Mayors call for fireworks ban in the Netherlands after busy New Year’s Eve
Police unions and mayors from across the Netherlands have once again called on the Dutch government to enforce a national ban on personal fireworks on New Year’s Eve, after December 31 saw a number of incidents and accidents occur across the country.
Dutch police and hospitals experience busy New Year’s Eve
While several major Dutch cities and towns had implemented a ban on fireworks for New Year’s Eve, police forces and hospitals across the country had a busy night on December 31. The Dutch police told NOS there were mainly “smaller disturbances, where short intervention often sufficed,” but a number of buildings were damaged and several people were injured over the course of the evening.

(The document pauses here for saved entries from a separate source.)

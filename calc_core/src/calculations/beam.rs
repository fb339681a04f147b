//! # Beam Bending Analysis
//!
//! Single-span beam under one of the closed-form [`LoadCase`]s, any
//! [`CrossSection`] and a library or custom [`Material`].
//!
//! ## Units
//!
//! | Quantity | Unit |
//! |---|---|
//! | Span | m |
//! | Point load | N |
//! | Distributed load | N/m |
//! | Section dimensions | mm |
//! | E | GPa |
//! | Stresses | MPa |
//! | Moment | N·m |
//! | Deflection | mm |
//!
//! ## Order of Evaluation
//!
//! Validation runs first and stops at the first bad field (span, load,
//! section, material, deflection limit). Then: moment → shear → bending
//! stress → shear stress → deflection → L/δ → safety factor.
//!
//! ## Example
//!
//! ```rust
//! use calc_core::calculations::beam::{evaluate, BeamLoad, LoadCase};
//! use calc_core::materials::{Material, MaterialGrade};
//! use calc_core::sections::CrossSection;
//!
//! let section = CrossSection::Rectangular { width_mm: 50.0, depth_mm: 100.0 };
//! let material = Material::standard(MaterialGrade::A36);
//! let load = BeamLoad { span_m: 2.0, magnitude: 1000.0 };
//!
//! let result = evaluate(LoadCase::SimplySupportedCenterPoint, &section, &material, load).unwrap();
//! assert!((result.max_moment_nm - 500.0).abs() < 1e-9);
//! println!("{}", result.substitutions.get("max_moment_nm").unwrap());
//! ```

use log::{debug, trace, warn};
use serde::{Deserialize, Serialize};

use crate::equations::beam as formulas;
use crate::equations::registry::Equation;
use crate::errors::{require_positive, require_representable, CalcResult};
use crate::materials::Material;
use crate::sections::CrossSection;
use crate::substitution::{num, Substitutions};

/// Default serviceability limit, L/360
pub const DEFAULT_DEFLECTION_LIMIT_RATIO: f64 = 360.0;

fn default_deflection_limit_ratio() -> f64 {
    DEFAULT_DEFLECTION_LIMIT_RATIO
}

Doctors at various hospitals in the Netherlands also pointed out that it was an extremely busy night. The Haaglanden Medical Centre reports that it treated as many fireworks victims “as before the coronavirus pandemic,” and Tjeerd de Faber, an ophthalmologist (eye doctor) in Rotterdam, said it was an “old-fashioned horror night,” and that the high number of injuries was partly due to the windy weather.
Fireworks injuries and incidents reported across the Netherlands
In The Hague, 12 officers were injured after members of the public threw fireworks at local police forces. In Utrecht, an 11-year-old boy was treated at the Wilhelmina Children’s Hospital where his hand had to be amputated and his right eye removed as a result of injuries suffered from fireworks.
A fire broke out at a primary school in Amsterdam, as well as at a nursing home in Nijmegen. Meanwhile, in Veghel, a historic chapel dating back to the 1890s has been left in ruins following a large fire which emergency services believe was caused by fireworks.
Mayors and police call on Dutch government to enforce national ban
While the police argue that in many areas, including Limburg and parts of North Holland, the busyness was “manageable,” a spokesperson for the police told NOS that better cooperation is needed in Europe to limit the sale of illegal or dangerous fireworks.
Similarly, police unions NPB and ANPV have called on the cabinet to introduce a national ban, as the current municipal bans are confusing and difficult to enforce. Amsterdam mayor Femke Halsema has also issued “another urgent appeal” to the government for a national ban, as has Nijmegen major Hubert Bruls.